We operate under a legislatively mandated statewide master plan for transportation, for all modes, public or private, operating within our State. I think that should be our approach nationally.

We have to fully integrate the modes and programs not only philosophically and in broad brush planning exercises, but in day-to-day project programing. We have to pull together the operating programs and capital programs, and both of these with regulatory policy and practice, as we have done in New York State.

I question whether we should continue to make special allocations for one mode or another through the creation of trust funds. Perhaps there is a larger public purpose to be served by creating a unified trans

portation trust fund. I can appreciate, however, arguments that transportation should be subjected to the same competition for funds as health, education, and the host of other public programs.

In any event, the time has come within transportation for some sort of systematic and rational coordination of policies, plans and programs. I believe you are addressing yourselves to that through various mechanisms, whether through the unified trust, or a national transportation policy.

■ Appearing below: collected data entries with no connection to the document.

use num_bigint::BigUint;
use serde::{Deserialize, Serialize};

/// Kind of a token held in a balance record
#[derive(Debug, Clone, Copy, PartialEq, Eq, Default, Serialize, Deserialize)]
#[repr(u32)]
pub enum TokenType {
    #[default]
    Fungible = 0,
    NonFungible = 1,
    SemiFungible = 2,
    Meta = 3,
}

/// Metadata attached to a non-fungible or semi-fungible token
#[derive(Debug, Clone, Default, PartialEq, Eq, Serialize, Deserialize)]
pub struct MetaData {
    pub nonce: u64,
    pub name: Vec<u8>,
    pub creator: Vec<u8>,
    pub royalties: u32,
    pub hash: Vec<u8>,
    pub uris: Vec<Vec<u8>>,
    pub attributes: Vec<u8>,
}

/// Token balance record stored on an account
#[derive(Debug, Clone, Default, PartialEq, Eq, Serialize, Deserialize)]
pub struct DCToken {
    pub token_type: TokenType,
    pub value: BigUint,
    /// Encoded [`DctUserMetadata`]
    pub properties: Vec<u8>,
    pub token_meta_data: Option<MetaData>,
    pub reserved: Vec<u8>,
}

impl DCToken {
    pub fn fungible(value: BigUint) -> Self {
        Self {
            value,
            ..Default::default()
        }
    }

    pub fn is_frozen(&self) -> bool {
        DctUserMetadata::from_bytes(&self.properties).frozen
    }

    /// A record carrying nothing worth keeping in storage
    pub fn is_empty_record(&self) -> bool {
        self.value == BigUint::default()
            && self.properties.iter().all(|b| *b == 0)
            && self.token_meta_data.is_none()
    }
}

/// Roles of an account for one token, also used for address lists
#[derive(Debug, Clone, Default, PartialEq, Eq, Serialize, Deserialize)]
pub struct DCTRoles {
    pub roles: Vec<Vec<u8>>,
}

impl DCTRoles {
    pub fn contains(&self, role: &[u8]) -> bool {
        self.roles.iter().any(|r| r.as_slice() == role)
    }

    /// Add `role` if missing, returns whether the set changed
    pub fn insert(&mut self, role: &[u8]) -> bool {
        if self.contains(role) {
            return false;
        }
        self.roles.push(role.to_vec());
        true
    }

    /// Remove `role` if present, returns whether the set changed
    pub fn remove(&mut self, role: &[u8]) -> bool {
        let before = self.roles.len();
        self.roles.retain(|r| r.as_slice() != role);
        before != self.roles.len()
    }
}

const FROZEN_BIT: u8 = 0x01;

/// Per-account token flags, packed into `DCToken::properties`
#[derive(Debug, Clone, Copy, Default, PartialEq, Eq)]
pub struct DctUserMetadata {
    pub frozen: bool,
}

impl DctUserMetadata {
    pub fn from_bytes(bytes: &[u8]) -> Self {
        let first = bytes.first().copied().unwrap_or(0);
        Self {
            frozen: first & FROZEN_BIT != 0,
        }
    }

    pub fn to_bytes(self) -> Vec<u8> {
        let mut first = 0u8;
        if self.frozen {
            first |= FROZEN_BIT;
        }
        vec![first, 0]
    }
}

const PAUSED_BIT: u8 = 0x01;
const LIMITED_TRANSFER_BIT: u8 = 0x02;
const BURN_ROLE_FOR_ALL_BIT: u8 = 0x04;

/// Token-wide flags kept on the system account
#[derive(Debug, Clone, Copy, Default, PartialEq, Eq)]
pub struct DctGlobalMetadata {
    pub paused: bool,
    pub limited_transfer: bool,
    pub burn_role_for_all: bool,
}

impl DctGlobalMetadata {
    pub fn from_bytes(bytes: &[u8]) -> Self {
        let first = bytes.first().copied().unwrap_or(0);
        Self {
            paused: first & PAUSED_BIT != 0,
            limited_transfer: first & LIMITED_TRANSFER_BIT != 0,
            burn_role_for_all: first & BURN_ROLE_FOR_ALL_BIT != 0,
        }
    }

    pub fn to_bytes(self) -> Vec<u8> {
        let mut first = 0u8;
        if self.paused {
            first |= PAUSED_BIT;
        }
        if self.limited_transfer {
            first |= LIMITED_TRANSFER_BIT;
        }
        if self.burn_role_for_all {
            first |= BURN_ROLE_FOR_ALL_BIT;
        }
        vec![first, 0]
    }
}
use std::sync::Arc;

use log::debug;

use super::common::check_call_value;
use super::BuiltinFunction;
use crate::account::{AccountDataHandler, AccountsAdapter, UserAccountHandler};
use crate::check;
use crate::config::{is_dct_sc_address, is_system_account_address, SYSTEM_ACCOUNT_ADDRESS};
use crate::dct::keys::dct_transfer_address_key;
use crate::dct::{DCTRoles, Marshalizer};
use crate::error::{BuiltInError, BuiltInResult};
use crate::gas::GasCost;
use crate::interfaces::EnableEpochsHandler;
use crate::vm::{ContractCallInput, VmOutput};

/// `DCTTransferRoleAddAddress@tokenID@address...` and its delete twin.
///
/// Keeps the list of addresses allowed to move a limited-transfer token on
/// the system account.
pub struct DctTransferAddress {
    set: bool,
    accounts: Arc<dyn AccountsAdapter>,
    marshaller: Arc<dyn Marshalizer>,
    enable_epochs_handler: Arc<dyn EnableEpochsHandler>,
    max_addresses: u32,
}

impl DctTransferAddress {
    pub fn new(
        set: bool,
        accounts: Option<Arc<dyn AccountsAdapter>>,
        marshaller: Option<Arc<dyn Marshalizer>>,
        enable_epochs_handler: Option<Arc<dyn EnableEpochsHandler>>,
        max_addresses: u32,
    ) -> BuiltInResult<Self> {
        Ok(Self {
            set,
            accounts: check::required(accounts, BuiltInError::NilAccountsAdapter)?,
            marshaller: check::required(marshaller, BuiltInError::NilMarshalizer)?,
            enable_epochs_handler: check::required(
                enable_epochs_handler,
                BuiltInError::NilEnableEpochsHandler,
            )?,
            max_addresses,
        })
    }
}

impl BuiltinFunction for DctTransferAddress {
    fn process_builtin_function(
        &self,
        _acnt_snd: Option<&mut dyn UserAccountHandler>,
        _acnt_dst: Option<&mut dyn UserAccountHandler>,
        vm_input: &ContractCallInput,
    ) -> BuiltInResult<VmOutput> {
        check_call_value(vm_input)?;
        if vm_input.arguments.len() < 2 {
            return Err(BuiltInError::InvalidArguments);
        }
        if !is_dct_sc_address(&vm_input.caller_addr) {
            return Err(BuiltInError::AddressIsNotDctSystemSc);
        }
        if !is_system_account_address(&vm_input.recipient_addr) {
            return Err(BuiltInError::OnlySystemAccountAccepted);
        }

        let token_id = &vm_input.arguments[0];
        let key = dct_transfer_address_key(token_id);
        let mut system_account = self.accounts.load_account(&SYSTEM_ACCOUNT_ADDRESS)?;
        let mut addresses = match system_account.retrieve_value(&key) {
            Ok(Some(data)) if !data.is_empty() => self.marshaller.unmarshal_roles(&data)?,
            _ => DCTRoles::default(),
        };

        for address in &vm_input.arguments[1..] {
            if self.set {
                addresses.insert(address);
            } else {
                addresses.remove(address);
            }
        }
        if addresses.roles.len() > self.max_addresses as usize {
            return Err(BuiltInError::TooManyTransferAddresses {
                max: self.max_addresses,
            });
        }

        if addresses.roles.is_empty() {
            system_account.save_key_value(&key, &[])?;
        } else {
            let data = self.marshaller.marshal_roles(&addresses)?;
            system_account.save_key_value(&key, &data)?;
        }
        self.accounts.save_account(system_account)?;

        debug!(
            "transfer role list of {} now holds {} addresses",
            String::from_utf8_lossy(token_id),
            addresses.roles.len()
        );
        Ok(VmOutput::ok(vm_input.gas_provided))
    }

    fn set_new_gas_config(&self, _gas_cost: &GasCost) {}

    fn is_active(&self) -> bool {
        self.enable_epochs_handler.is_dct_transfer_role_enabled()
    }
}
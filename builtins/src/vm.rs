//! Call input and output exchanged with the VM dispatcher.

use indexmap::IndexMap;
use num_bigint::BigUint;
use serde::{Deserialize, Serialize};

/// Outcome of a built-in call as seen by the VM
#[derive(Debug, Clone, Copy, PartialEq, Eq, Default, Serialize, Deserialize)]
pub enum ReturnCode {
    #[default]
    Ok,
    FunctionNotFound,
    FunctionWrongSignature,
    UserError,
    OutOfGas,
    ExecutionFailed,
}

#[derive(Debug, Clone, Copy, PartialEq, Eq, Default, Serialize, Deserialize)]
pub enum CallType {
    #[default]
    DirectCall,
    AsynchronousCall,
    AsynchronousCallBack,
}

/// Input of a protocol call routed to a built-in function
#[derive(Debug, Clone, Default, PartialEq, Eq)]
pub struct ContractCallInput {
    pub caller_addr: Vec<u8>,
    pub recipient_addr: Vec<u8>,
    pub call_value: BigUint,
    pub arguments: Vec<Vec<u8>>,
    pub gas_provided: u64,
    pub call_type: CallType,
    pub function: String,
    /// Co-signer of the transaction when the sender is guarded
    pub tx_guardian: Vec<u8>,
    /// Set on the destination shard when the original call failed
    pub return_call_after_error: bool,
}

/// Event recorded for indexers and auditors
#[derive(Debug, Clone, Default, PartialEq, Eq, Serialize, Deserialize)]
pub struct LogEntry {
    pub identifier: Vec<u8>,
    pub address: Vec<u8>,
    pub topics: Vec<Vec<u8>>,
    pub data: Vec<u8>,
}

/// Continuation sent to another account, possibly on another shard
#[derive(Debug, Clone, Default, PartialEq, Eq)]
pub struct OutputTransfer {
    pub value: BigUint,
    pub gas_limit: u64,
    pub data: Vec<u8>,
    pub call_type: CallType,
    pub sender_address: Vec<u8>,
}

#[derive(Debug, Clone, Default, PartialEq, Eq)]
pub struct OutputAccount {
    pub address: Vec<u8>,
    pub balance_delta: BigUint,
    pub output_transfers: Vec<OutputTransfer>,
}

#[derive(Debug, Clone, Default, PartialEq, Eq)]
pub struct VmOutput {
    pub return_code: ReturnCode,
    pub return_data: Vec<Vec<u8>>,
    pub gas_remaining: u64,
    pub output_accounts: IndexMap<Vec<u8>, OutputAccount>,
    pub logs: Vec<LogEntry>,
}

impl VmOutput {
    /// Successful output leaving `gas_remaining` to the caller
    pub fn ok(gas_remaining: u64) -> Self {
        Self {
            return_code: ReturnCode::Ok,
            gas_remaining,
            ..Default::default()
        }
    }

    /// Append a transfer to the output account of `address`
    pub fn add_output_transfer(&mut self, address: &[u8], transfer: OutputTransfer) {
        self.output_accounts
            .entry(address.to_vec())
            .or_insert_with(|| OutputAccount {
                address: address.to_vec(),
                ..Default::default()
            })
            .output_transfers
            .push(transfer);
    }
}
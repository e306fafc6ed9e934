#![allow(clippy::too_many_arguments)]
#![allow(clippy::upper_case_acronyms)]
#![allow(clippy::type_complexity)]

pub mod account;
pub mod builtin_functions;
pub mod check;
pub mod config;
pub mod dct;
pub mod error;
pub mod gas;
pub mod interfaces;
pub mod vm;

#[cfg(test)]
mod mock;

pub use builtin_functions::{
    ArgsCreateBuiltInFunctionContainer, BuiltInFuncCreator, BuiltInFunctionContainer,
    BuiltInFunctionName, BuiltinFunction,
};
pub use error::{BuiltInError, BuiltInResult};
pub use gas::{GasCost, GasScheduleMap};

Within the highway element of that coordinated program I believe we need to take a critical view of the roles of the several layers of government from the Federal establishment on down. You know, we started off by getting the farmer out of the mud, and we have progressed to the near completion of the Interstate System. I believe that we should be moving quickly to complete that system, but I further believe that we should be initiating a new program to safeguard the public investment in that national system by providing funds-to maintain the structural and functional integrity of the completed Interstate System.

As to the rest of the highway program, the 36 other categories, I say it's time we got the Federal Government out of the highway business. It started as a Federal aid program, but today it is truely a Federal program. It makes no sense to have Federal agencies involved in the details of each of tens of thosuands of individual projects throughout the Nation in every State, county, town and village, and in projects ranging in cost from a thousand, to tens of millions of dollars.

It is time we freed State and local agencies so they can better deal with transportation problems which are essentially State, region, metropolitan, and municipal concerns. Elected officials, technical experts, and the people at those levels know what their needs are, what their own values are, and understand the trade-offs necessary to achieve a responsive and a responsible combination of facilities and services.

The administration has suggested that the States be permitted to pick up in their own tax structures 1 cent of the 4 cent Federal gasoline tax. I suggest the Federal Government retain its 1 cent, along with the taxes on lubricants and highway users, rubber and diesel fuel for the completion and preservation of the national interest Interstate Highway System. The States should have the option to collect the remaining 3 cents with which to build the transportation facilities they need and to support transportation services, as each State deems appropriate.

This approach was discussed at the recent meeting of the Council of State Departments of Transportation where it was included among the options found acceptable in dealing with the trust fund question. I understand that this approach is also endorsed by the National Association of Counties and by the National Governors Conference.

The various bills before you contain proposals which can materially improve our highway program. I would single out the following as having particular merit:

Collapsing the multitude of categorical programs into four major funding groups; interstate, urban, rural, safety. We would prefer complete felxibility in using funds within these groups.

I also think of particular merit is the issue of increased flexibility in the substitution of transit and highway projects for Interstate highways.